MD.: Vous avez porté deux législations majeures ces derniers mois, le «Digital Market Act» (DMA) et le «Digital Services Act» (DSA), adoptés par le Parlement européen en séance plénière le 5 juillet dernier. Est-ce que vous pouvez revenir sur l’importance capitale de ces deux textes et leur mise en application prévue pour le début de l’année 2023?

TB.: L’organisation de notre espace informationnel est un sujet sur lequel je réfléchis depuis de très nombreuses années et j’ai pu observer à quel point cet espace a pris une importance capitale dans nos vies. Mais cet univers n’était pas réglementé. Nous avons donc cherché à le réguler sur le thème suivant: tout ce qui est autorisé dans l’espace physique doit l’être dans l’espace numérique. C’est ce principe fondamental qui a inspiré l’architecture du texte qui porte aujourd’hui le nom de «Digital Services Act». Et puis, il y a le deuxième volet qui concerne la régulation des grands acteurs dans ce domaine. Il s’agit des grandes plateformes, principalement américaines mais pas seulement. Il existe des règles en droit de la concurrence qui régulent la vie économique et luttent contre les cartels. Mais l’espace numérique échappait à ces règles.
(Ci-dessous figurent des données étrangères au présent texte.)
//! Error types for the Quaero pipeline
//!
//! Provides:
//! - One typed failure per pipeline stage
//! - Fatal (construction-time) vs. per-call classification
//! - Stage tagging so callers can tell which stage failed

use serde::{Deserialize, Serialize};
use thiserror::Error;

/// Result type alias using QaError
pub type Result<T> = std::result::Result<T, QaError>;

/// Pipeline stage that produced an error
#[derive(Debug, Clone, Copy, Serialize, Deserialize, PartialEq, Eq)]
#[serde(rename_all = "snake_case")]
pub enum PipelineStage {
    /// Construction / resource loading
    Init,
    /// Syntactic parsing of question or evidence
    Parse,
    /// Answer-type classification
    Classify,
    /// Evidence retrieval via a search backend
    Retrieve,
    /// Orchestration and lifecycle
    Orchestrate,
}

/// Pipeline error types
#[derive(Error, Debug)]
pub enum QaError {
    // Construction-time failures
    #[error("Parser initialization failed: {message}")]
    ParserInit { message: String },

    #[error("Classifier model load failed: {path}: {message}")]
    ModelLoad { path: String, message: String },

    #[error("Engine initialization failed: {message}")]
    EngineInit { message: String },

    #[error("Configuration error: {message}")]
    Configuration { message: String },

    // Per-call failures
    #[error("Parsing failed: {message}")]
    Parsing { message: String },

    #[error("Classification failed: {message}")]
    Classification { message: String },

    #[error("Retrieval failed: {message}")]
    Retrieval { message: String },

    #[error("Retrieval timed out after {timeout_ms}ms")]
    RetrievalTimeout { timeout_ms: u64 },

    // Lifecycle violations
    #[error("Engine is shut down; answer() is no longer valid")]
    EngineClosed,

    // Generic
    #[error("{0}")]
    Other(#[from] anyhow::Error),
}

impl QaError {
    /// Get the pipeline stage this error belongs to
    pub fn stage(&self) -> PipelineStage {
        match self {
            QaError::ParserInit { .. }
            | QaError::ModelLoad { .. }
            | QaError::EngineInit { .. }
            | QaError::Configuration { .. } => PipelineStage::Init,

            QaError::Parsing { .. } => PipelineStage::Parse,
            QaError::Classification { .. } => PipelineStage::Classify,

            QaError::Retrieval { .. } | QaError::RetrievalTimeout { .. } => {
                PipelineStage::Retrieve
            }

            QaError::EngineClosed | QaError::Other(_) => PipelineStage::Orchestrate,
        }
    }

    /// Fatal errors mean the engine must be reconstructed; there is no
    /// retry path for them
    pub fn is_fatal(&self) -> bool {
        self.stage() == PipelineStage::Init
    }

    /// Shorthand for a retrieval failure with a backend message
    pub fn retrieval(message: impl Into<String>) -> Self {
        QaError::Retrieval {
            message: message.into(),
        }
    }

    /// Shorthand for a parsing failure
    pub fn parsing(message: impl Into<String>) -> Self {
        QaError::Parsing {
            message: message.into(),
        }
    }
}

impl From<config::ConfigError> for QaError {
    fn from(err: config::ConfigError) -> Self {
        QaError::Configuration {
            message: err.to_string(),
        }
    }
}

impl From<std::io::Error> for QaError {
    fn from(err: std::io::Error) -> Self {
        QaError::ParserInit {
            message: err.to_string(),
        }
    }
}
//! Question classification
//!
//! Maps a parsed question to the answer type its extraction policy keys on.
//! The trained model is an injected black box behind `ClassifierModel`;
//! `LexicalClassifier` is the built-in deterministic model keyed on the
//! interrogative lemma.

use quaero_common::parse::{ParsedSentence, SentenceParser};
use quaero_common::{QaError, Result};
use serde::{Deserialize, Serialize};
use std::sync::Arc;

/// Expected answer type of a question. An opaque tag to the pipeline,
/// used only to select the extraction policy.
#[derive(Debug, Clone, Copy, Serialize, Deserialize, PartialEq, Eq, Hash)]
#[serde(rename_all = "snake_case")]
pub enum AnswerType {
    Person,
    Date,
    Location,
    Quantity,
    Definition,
    Other,
}

/// Trait for answer-type prediction models.
///
/// "No confident label" is not a failure: models return
/// `AnswerType::Other` for it. `QaError::Classification` is reserved for
/// invocation errors.
pub trait ClassifierModel: Send + Sync {
    /// Predict the answer type of a parsed question
    fn predict(&self, question: &ParsedSentence) -> Result<AnswerType>;

    /// Whether the model loaded successfully
    fn ready(&self) -> bool {
        true
    }

    /// Model name for logging
    fn name(&self) -> &str;
}

/// Deterministic model keyed on the question's interrogative lemma and
/// leading bigrams
#[derive(Debug, Default)]
pub struct LexicalClassifier;

impl LexicalClassifier {
    pub fn new() -> Self {
        Self
    }
}

impl ClassifierModel for LexicalClassifier {
    fn predict(&self, question: &ParsedSentence) -> Result<AnswerType> {
        let lemmas: Vec<&str> = question.tokens().iter().map(|t| t.lemma.as_str()).collect();

        let first = lemmas.first().copied().unwrap_or_default();
        let second = lemmas.get(1).copied().unwrap_or_default();

        let label = match first {
            "who" | "whom" | "whose" => AnswerType::Person,
            "when" => AnswerType::Date,
            "where" => AnswerType::Location,
            "how" if matches!(second, "many" | "much") => AnswerType::Quantity,
            "what" | "which" => match second {
                "year" | "date" | "day" | "month" | "century" => AnswerType::Date,
                "be" => AnswerType::Definition,
                _ => AnswerType::Other,
            },
            _ if lemmas.contains(&"define") => AnswerType::Definition,
            _ => AnswerType::Other,
        };

        Ok(label)
    }

    fn name(&self) -> &str {
        "lexical"
    }
}

/// Wraps the parser and a prediction model into the single
/// `classify(question) -> (parse, answer type)` operation
pub struct QuestionClassifier {
    parser: Arc<dyn SentenceParser>,
    model: Arc<dyn ClassifierModel>,
}

impl QuestionClassifier {
    pub fn new(parser: Arc<dyn SentenceParser>, model: Arc<dyn ClassifierModel>) -> Self {
        Self { parser, model }
    }

    /// Whether both the parser and the model report ready
    pub fn ready(&self) -> bool {
        self.parser.ready() && self.model.ready()
    }

    /// Parse and classify a question string.
    ///
    /// Fails with `QaError::Parsing` on blank or unparseable input and
    /// `QaError::Classification` on model invocation errors.
    pub fn classify(&self, question: &str) -> Result<(ParsedSentence, AnswerType)> {
        if question.trim().is_empty() {
            return Err(QaError::parsing("empty question"));
        }

        let parsed = self.parser.parse(question)?;
        let label = self.model.predict(&parsed)?;

        tracing::debug!(
            model = self.model.name(),
            answer_type = ?label,
            "Question classified"
        );

        Ok((parsed, label))
    }
}
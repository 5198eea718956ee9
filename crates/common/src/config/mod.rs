//! Configuration management for the Quaero pipeline
//!
//! Supports loading configuration from:
//! - Environment variables (prefixed with QUAERO__)
//! - Configuration files (config.toml, config.yaml)
//! - Default values

use config::{Config, ConfigError, Environment, File};
use serde::{Deserialize, Serialize};
use std::time::Duration;

/// Main pipeline configuration
#[derive(Debug, Clone, Deserialize, Serialize)]
pub struct QuaeroConfig {
    /// Syntactic parser configuration
    pub parser: ParserConfig,

    /// Question classifier configuration
    pub classifier: ClassifierConfig,

    /// Search backend configuration
    pub search: SearchConfig,

    /// Answer extraction configuration
    pub answer: AnswerConfig,

    /// Observability configuration
    pub observability: ObservabilityConfig,
}

#[derive(Debug, Clone, Deserialize, Serialize)]
pub struct ParserConfig {
    /// Directory holding the parser's resource bundle
    #[serde(default = "default_resource_dir")]
    pub resource_dir: String,
}

#[derive(Debug, Clone, Deserialize, Serialize)]
pub struct ClassifierConfig {
    /// Classifier provider: lexical, external
    #[serde(default = "default_classifier_provider")]
    pub provider: String,

    /// Path to the trained model artifact (external provider only)
    pub model_path: Option<String>,
}

#[derive(Debug, Clone, Deserialize, Serialize)]
pub struct SearchConfig {
    /// Search API endpoint
    #[serde(default = "default_search_endpoint")]
    pub endpoint: String,

    /// API key for the live backend
    pub api_key: Option<String>,

    /// Search engine identifier (cx)
    pub engine_id: Option<String>,

    /// Maximum results to request per query
    #[serde(default = "default_max_results")]
    pub max_results: usize,

    /// Request timeout in seconds
    #[serde(default = "default_search_timeout")]
    pub timeout_secs: u64,
}

#[derive(Debug, Clone, Deserialize, Serialize)]
pub struct AnswerConfig {
    /// Minimum structural overlap score for an evidence sentence
    #[serde(default = "default_min_overlap")]
    pub min_overlap: f32,

    /// Evidence sentences shorter than this many tokens are skipped
    #[serde(default = "default_min_sentence_tokens")]
    pub min_sentence_tokens: usize,
}

#[derive(Debug, Clone, Deserialize, Serialize)]
pub struct ObservabilityConfig {
    /// Log level (debug, info, warn, error)
    #[serde(default = "default_log_level")]
    pub log_level: String,

    /// Enable JSON logging
    #[serde(default = "default_json_logging")]
    pub json_logging: bool,

    /// Service name for tracing
    #[serde(default = "default_service_name")]
    pub service_name: String,
}

// Default value functions
fn default_resource_dir() -> String { "res".to_string() }
fn default_classifier_provider() -> String { "lexical".to_string() }
fn default_search_endpoint() -> String { "https://www.googleapis.com/customsearch/v1".to_string() }
fn default_max_results() -> usize { 10 }
fn default_search_timeout() -> u64 { 10 }
fn default_min_overlap() -> f32 { 2.0 }
fn default_min_sentence_tokens() -> usize { 3 }
fn default_log_level() -> String { "info".to_string() }
fn default_json_logging() -> bool { false }
fn default_service_name() -> String { "quaero".to_string() }

impl QuaeroConfig {
    /// Load configuration from environment and files
    pub fn load() -> Result<Self, ConfigError> {
        dotenvy::dotenv().ok();

        let env = std::env::var("APP_ENV").unwrap_or_else(|_| "development".to_string());

        let config = Config::builder()
            // Load base config file
            .add_source(File::with_name("config/default").required(false))
            // Load environment-specific config
            .add_source(File::with_name(&format!("config/{}", env)).required(false))
            // Load local overrides
            .add_source(File::with_name("config/local").required(false))
            // Load from environment variables with QUAERO__ prefix
            // e.g., QUAERO__SEARCH__TIMEOUT_SECS=5
            .add_source(
                Environment::with_prefix("QUAERO")
                    .separator("__")
                    .try_parsing(true),
            )
            .build()?;

        config.try_deserialize()
    }

    /// Load from a specific TOML file
    pub fn from_file(path: &str) -> Result<Self, ConfigError> {
        let config = Config::builder()
            .add_source(File::with_name(path))
            .add_source(
                Environment::with_prefix("QUAERO")
                    .separator("__")
                    .try_parsing(true),
            )
            .build()?;

        config.try_deserialize()
    }

    /// Get the retrieval timeout as Duration
    pub fn search_timeout(&self) -> Duration {
        Duration::from_secs(self.search.timeout_secs)
    }
}

impl Default for QuaeroConfig {
    fn default() -> Self {
        Self {
            parser: ParserConfig {
                resource_dir: default_resource_dir(),
            },
            classifier: ClassifierConfig {
                provider: default_classifier_provider(),
                model_path: None,
            },
            search: SearchConfig {
                endpoint: default_search_endpoint(),
                api_key: None,
                engine_id: None,
                max_results: default_max_results(),
                timeout_secs: default_search_timeout(),
            },
            answer: AnswerConfig {
                min_overlap: default_min_overlap(),
                min_sentence_tokens: default_min_sentence_tokens(),
            },
            observability: ObservabilityConfig {
                log_level: default_log_level(),
                json_logging: default_json_logging(),
                service_name: default_service_name(),
            },
        }
    }
}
C’est pour lutter contre cette situation de «Far-West» que nous avons élaboré le «Digital Market Act». Cette législation s’impose à l’ensemble des plateformes désireuses d’opérer dans le marché unique, le premier au monde. Nous créons en ce moment, au sein de la DG CONNECT, une équipe qui aura pour mission de surveiller le respect du DMA. Ces textes rentreront bien en vigueur dès l’année prochaine.

MD.: Nous aurions beaucoup d’autres sujets à aborder, l’Europe spatiale, la protection des matières premières… Mais j’aimerais terminer cet entretien par une phrase du grand sociologue et philosophe français, Bruno Latour, décédé le 9 octobre dernier. Il s’interrogeait dans un entretien paru en mai dans la revue le Grand Continent: «Le sol européen est-il en train de changer sous nos pieds ? Guerre nucléaire, guerre climatique, dans cet interrègne, à quoi nous raccrocher sur notre continent?» Comment, selon vous, donner aujourd’hui du sens à celles et ceux qui croient en l’Europe et qui ont envie de faire en sorte que cette Europe soit plus grande, plus forte, plus résiliente?

TB.: Bruno Latour a été le philosophe de cette complexité que vous décrivez et de l’interconnexion entre tous les citoyens. Notre destin commun est d’abord de comprendre qui nous sommes. Comprendre que nous sommes plus forts ensemble. C’est la raison pour laquelle il y a un triptyque qui me semble caractériser notre action: le leadership, la solidarité et l’unité. C’est notre destin commun en Europe.